So I'm currently well into a shmup for the Vectrex.
The Vectrex is an 8-bit console released in 1982. It is similar looking to the old Apple Macintosh computers. The built in monitor is a monochrome vector display - Think Asteroids, Gravitar or Battlezone. CPU is an MC6809 running at 1.5 MHZ. 64K ROM, <1K RAM.
Wikipedia:
http://en.wikipedia.org/wiki/Vectrex
Screenshot of game WIP:

http://i62.tinypic.com/mmq1jl.png
Youtube video of game WIP:
https://www.youtube.com/watch?v=rJxmtv8VF3E
If you don't have a Vectrex, several emulators are available including MESS, ParaJVE and VecX.
Due to the nature of the hardware (both the video hardware and the CPU) there are considerable limitations vs more modern consoles or PCs.
Namely:
Vector systems generally do not have video RAM and particularly anything resembling modern graphics cards. Rather, everything must be drawn to the screen in real time. This does have some benefits (no need to worry about un-blitting objects from the screen. They disappear in ~1/40th of a second if you don't redraw them). But this is far outweighed by having to spend a huge amount of your CUP time (as much as 80-90%) just drawing the screen.
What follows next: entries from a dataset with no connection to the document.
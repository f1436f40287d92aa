use std::collections::BTreeMap;
use std::path::{Path, PathBuf};

use crate::view_model::{AppViewModel, ProgressView, SlotView};
use crate::{BatchId, BatchProgress, FileSlot};

#[derive(Debug, Clone, PartialEq, Eq, Default)]
pub enum UploadStatus {
    #[default]
    Idle,
    Uploading,
    Succeeded {
        batch_id: BatchId,
    },
    Failed {
        message: String,
    },
}

impl UploadStatus {
    /// While a submission is in flight or accepted, the form is frozen.
    pub fn is_locked(&self) -> bool {
        matches!(self, UploadStatus::Uploading | UploadStatus::Succeeded { .. })
    }
}

#[derive(Debug, Clone, PartialEq, Eq, Default)]
pub struct AppState {
    files: BTreeMap<FileSlot, PathBuf>,
    start_index: String,
    end_index: String,
    upload: UploadStatus,
    monitored: Option<BatchId>,
    progress: Option<BatchProgress>,
    dirty: bool,
}

impl AppState {
    pub fn new() -> Self {
        Self::default()
    }

    pub fn upload_status(&self) -> &UploadStatus {
        &self.upload
    }

    pub fn monitored_batch(&self) -> Option<&BatchId> {
        self.monitored.as_ref()
    }

    pub fn progress(&self) -> Option<&BatchProgress> {
        self.progress.as_ref()
    }

    /// All five slots populated. The row bounds never gate readiness.
    pub fn is_ready(&self) -> bool {
        FileSlot::ALL.iter().all(|slot| self.files.contains_key(slot))
    }

    pub fn missing_slots(&self) -> Vec<FileSlot> {
        FileSlot::ALL
            .into_iter()
            .filter(|slot| !self.files.contains_key(slot))
            .collect()
    }

    pub fn view(&self) -> AppViewModel {
        let slots = FileSlot::ALL
            .into_iter()
            .map(|slot| SlotView {
                slot,
                label: slot.label(),
                file_name: self.files.get(&slot).map(|path| display_name(path)),
                path: self.files.get(&slot).cloned(),
            })
            .collect();

        AppViewModel {
            slots,
            missing: self.missing_slots(),
            ready: self.is_ready(),
            start_index: self.start_index.clone(),
            end_index: self.end_index.clone(),
            upload: self.upload.clone(),
            monitored: self.monitored.clone(),
            progress: self.progress.as_ref().map(ProgressView::from_progress),
            dirty: self.dirty,
        }
    }

    /// Returns whether a redraw is pending and clears the flag.
    pub fn consume_dirty(&mut self) -> bool {
        std::mem::take(&mut self.dirty)
    }

    pub(crate) fn mark_dirty(&mut self) {
        self.dirty = true;
    }

    pub(crate) fn set_file(&mut self, slot: FileSlot, path: PathBuf) {
        if self.files.get(&slot) != Some(&path) {
            self.files.insert(slot, path);
            self.mark_dirty();
        }
    }

    /// Selected files in form order.
    pub(crate) fn selected_files(&self) -> Vec<(FileSlot, PathBuf)> {
        FileSlot::ALL
            .into_iter()
            .filter_map(|slot| self.files.get(&slot).map(|path| (slot, path.clone())))
            .collect()
    }

    pub(crate) fn clear_file(&mut self, slot: FileSlot) {
        if self.files.remove(&slot).is_some() {
            self.mark_dirty();
        }
    }

    pub(crate) fn set_start_index(&mut self, value: String) {
        if self.start_index != value {
            self.start_index = value;
            self.mark_dirty();
        }
    }

    pub(crate) fn set_end_index(&mut self, value: String) {
        if self.end_index != value {
            self.end_index = value;
            self.mark_dirty();
        }
    }

    /// Trimmed row bounds; blank inputs become `None`.
    pub(crate) fn bounds(&self) -> (Option<String>, Option<String>) {
        (non_blank(&self.start_index), non_blank(&self.end_index))
    }

    pub(crate) fn set_upload(&mut self, upload: UploadStatus) {
        self.upload = upload;
        self.mark_dirty();
    }

    pub(crate) fn start_monitoring(&mut self, batch_id: BatchId) {
        self.monitored = Some(batch_id);
        self.progress = None;
        self.mark_dirty();
    }

    pub(crate) fn stop_monitoring(&mut self) {
        self.monitored = None;
        self.progress = None;
        self.mark_dirty();
    }

    pub(crate) fn replace_progress(&mut self, progress: BatchProgress) {
        if self.progress.as_ref() != Some(&progress) {
            self.progress = Some(progress);
            self.mark_dirty();
        }
    }
}

fn display_name(path: &Path) -> String {
    path.file_name()
        .map(|name| name.to_string_lossy().into_owned())
        .unwrap_or_else(|| path.display().to_string())
}

fn non_blank(raw: &str) -> Option<String> {
    let trimmed = raw.trim();
    (!trimmed.is_empty()).then(|| trimmed.to_string())
}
This does not leave much time for in-game calculations. Collision detection on mass numbers of objects is potentially crippling (not to mention having to draw them all).
RAM is a bit undersized.
The display is black and white (various levels of brightness are possible). Colour can be provided using overlays (like Space Invaders or Battlezone) but that is obviously very restricted. This makes me very hesitant to do anything resembling pick-ups as it's just not possible to make "things that you want to hit" a contrasting colour with "things that will kill you".
The number of objects onscreen has rather hard limits. Frame rate is entirely under developer control. Standard is 50fps, I'm generally running 40fps as that's about as low as you can go before experiencing visible flicker. This gives you 37,500 cycles per frame to work with. Each object drawn to the screen is about 200-300 cycles for the drawing. However, you have various other overhead (joystick polling, sound, and of course game calcs). You can pretty much expect to run out of cycles. Always. Plus given the RAM restrictions (about 850 bytes) you can quickly get yourself into trouble there.
All that being said, the Vectrex is a really sweet machine to code for. The 6809 has IMO a really nice instruction set. The system is pretty unique for consoles. And it has a really dedicated fan base.
Currently my game engine is capable of about 50 objects onscreen (16 enemy shots, 30 ships, 4 player shots) though that depends on the specifics of the objects (highly detailed sprites take longer to draw than simple ones so a balance must be maintained or the number of sprites on display must be reduced).
There doesn't seem to be an attachment option here, though could be because I'm n00b. If anyone cares I'll find a host and post in .BIN.